3.4 Multi-view features

Figure 3.1 shows the different features which are passed as input to our neural network
model. In this project, we realize our model by leveraging features from textual information
(Term frequency-Inverse document frequency, doc2vec, user interaction network) and
metadata (timestamp). These features are extracted from the records present in the
dataset. Rest of the section will describe about the features and how they are computed.

3.4.1 Term frequency-inverse document frequency (tf-idf)

TF-IDF stands for term frequency-inverse document frequency, and the tf-idf weight is a
weight often used in information retrieval and text mining. This weight is a statistical
measure used to evaluate how important a word is to a document in a collection or corpus.
The importance increases proportionally to the number of times a word appears in the
document but is offset by the frequency of the word in the corpus. Variations of the tf-idf
weighting scheme are often used by search engines as a central tool in scoring and ranking a
document's relevance given a user query.

How to compute

Typically, the tf-idf weight is composed by two terms: the first computes the normalized
Term Frequency (TF), aka. the number of times a word appears in a document, divided by
the total number of words in that document; the second term is the Inverse Document
Frequency (IDF), computed as the logarithm of the number of the documents in the corpus
divided by the number of documents where the specific term appears.
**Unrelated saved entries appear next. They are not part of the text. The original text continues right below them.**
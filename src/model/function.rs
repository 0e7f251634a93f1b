//! Parsed representation of one exported function under test.

use std::sync::LazyLock;

use regex::Regex;

use crate::error::SignatureError;

/// `[class ]<accessPath>(<params>)[ async]` where `accessPath` is
/// `ident(.ident)*` and the first `ident` may contain hyphens.
static SIGNATURE_RE: LazyLock<Regex> = LazyLock::new(|| {
    Regex::new(
        r"(?x)
        ^(?P<class>class\s+)?
        (?P<path>[A-Za-z0-9_$-]+(?:\.[A-Za-z0-9_$]+)*)
        \((?P<params>[^)]*)\)
        (?P<async>\s+async)?$
        ",
    )
    .expect("static signature regex is valid")
});

/// An immutable, read-only-inside-the-engine record describing one exported
/// function, produced externally by API exploration (spec.md §1, §3).
#[derive(Debug, Clone, PartialEq, Eq)]
pub struct FunctionUnderTest {
    /// The package the function belongs to.
    pub package_name: String,
    /// Dotted identifier chain rooted at the package name.
    pub access_path: String,
    /// The last access-path segment.
    pub name: String,
    /// Parenthesized parameter-list string, e.g. `"(a, b)"`.
    pub signature: String,
    /// Whether the signature was annotated `async`.
    pub is_async: bool,
    /// Whether the signature was annotated `class` (a constructor).
    pub is_constructor: bool,
    /// Optional doc comment attached to the function.
    pub doc_comment: Option<String>,
    /// Optional source body, when available.
    pub body: Option<String>,
    /// Module-path hint carried for report metadata only; plays no role in
    /// prompt assembly or dedup.
    pub module_path: Option<String>,
}

impl FunctionUnderTest {
    /// Parse a raw signature string into a [`FunctionUnderTest`].
    ///
    /// `package_name` is used only to validate that `access_path` is rooted
    /// at it; the parser does not require the caller to repeat the package
    /// name in `raw_signature` beyond what the access path already encodes.
    pub fn parse(
        package_name: impl Into<String>,
        raw_signature: &str,
        doc_comment: Option<String>,
        body: Option<String>,
    ) -> Result<Self, SignatureError> {
        let package_name = package_name.into();
        let caps = SIGNATURE_RE
            .captures(raw_signature.trim())
            .ok_or_else(|| SignatureError::InvalidSignature(raw_signature.to_string()))?;

        let access_path = caps["path"].to_string();
        let params = caps.name("params").map(|m| m.as_str()).unwrap_or("");
        let is_async = caps.name("async").is_some();
        let is_constructor = caps.name("class").is_some();
        let name = access_path
            .rsplit('.')
            .next()
            .unwrap_or(access_path.as_str())
            .to_string();

        Ok(Self {
            package_name,
            access_path,
            name,
            signature: format!("({})", params),
            is_async,
            is_constructor,
            doc_comment,
            body,
            module_path: None,
        })
    }

    /// Attach a module-path hint, for report metadata only.
    pub fn with_module_path(mut self, module_path: impl Into<String>) -> Self {
        self.module_path = Some(module_path.into());
        self
    }

    /// Whether this function has a non-empty source body.
    pub fn has_body(&self) -> bool {
        self.body.as_deref().is_some_and(|b| !b.trim().is_empty())
    }

    /// Whether this function has a non-empty doc comment.
    pub fn has_doc_comment(&self) -> bool {
        self.doc_comment
            .as_deref()
            .is_some_and(|d| !d.trim().is_empty())
    }
}

/// Replace every character not in `[A-Za-z0-9_$]` with `_`, producing a valid
/// binding identifier for the prompt's imports header.
pub fn sanitize(package_name: &str) -> String {
    package_name
        .chars()
        .map(|c| {
            if c.is_ascii_alphanumeric() || c == '_' || c == '$' {
                c
            } else {
                '_'
            }
        })
        .collect()
}

/// Collapse runs of whitespace into one space and remove whitespace adjacent
/// to non-word boundaries (punctuation). Used only to compare two function
/// body strings for equality inside the engine.
pub fn normalize(source: &str) -> String {
    static WHITESPACE_RE: LazyLock<Regex> =
        LazyLock::new(|| Regex::new(r"\s+").expect("valid regex"));
    static PUNCT_SPACING_RE: LazyLock<Regex> =
        LazyLock::new(|| Regex::new(r"\s*([^\w\s])\s*").expect("valid regex"));

    let collapsed = WHITESPACE_RE.replace_all(source.trim(), " ");
    let squeezed = PUNCT_SPACING_RE.replace_all(&collapsed, "$1");
    squeezed.trim().to_string()
}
 TF: TERM FREQUENCY, which measures how frequently a term occurs in a


document. Since every document is different in length, it is possible that a term
would appear much more times in long documents than shorter ones. Thus, the
term frequency is often divided by the document length (aka. the total number of
terms in the document) as a way of normalization:

10
TF (t) = (Number of times term t appears in a document) / (Total number of terms in the
document)

 IDF: Inverse Document Frequency, which measures how important a term is. While
computing TF, all terms are considered equally important. However it is known that
certain terms, such as "is", "of", and "that", may appear a lot of times but have little
importance. Thus we need to weigh down the frequent terms while scale up the rare
ones, by computing the following:

IDF (t) = log (Total number of documents / Number of documents with term t in it)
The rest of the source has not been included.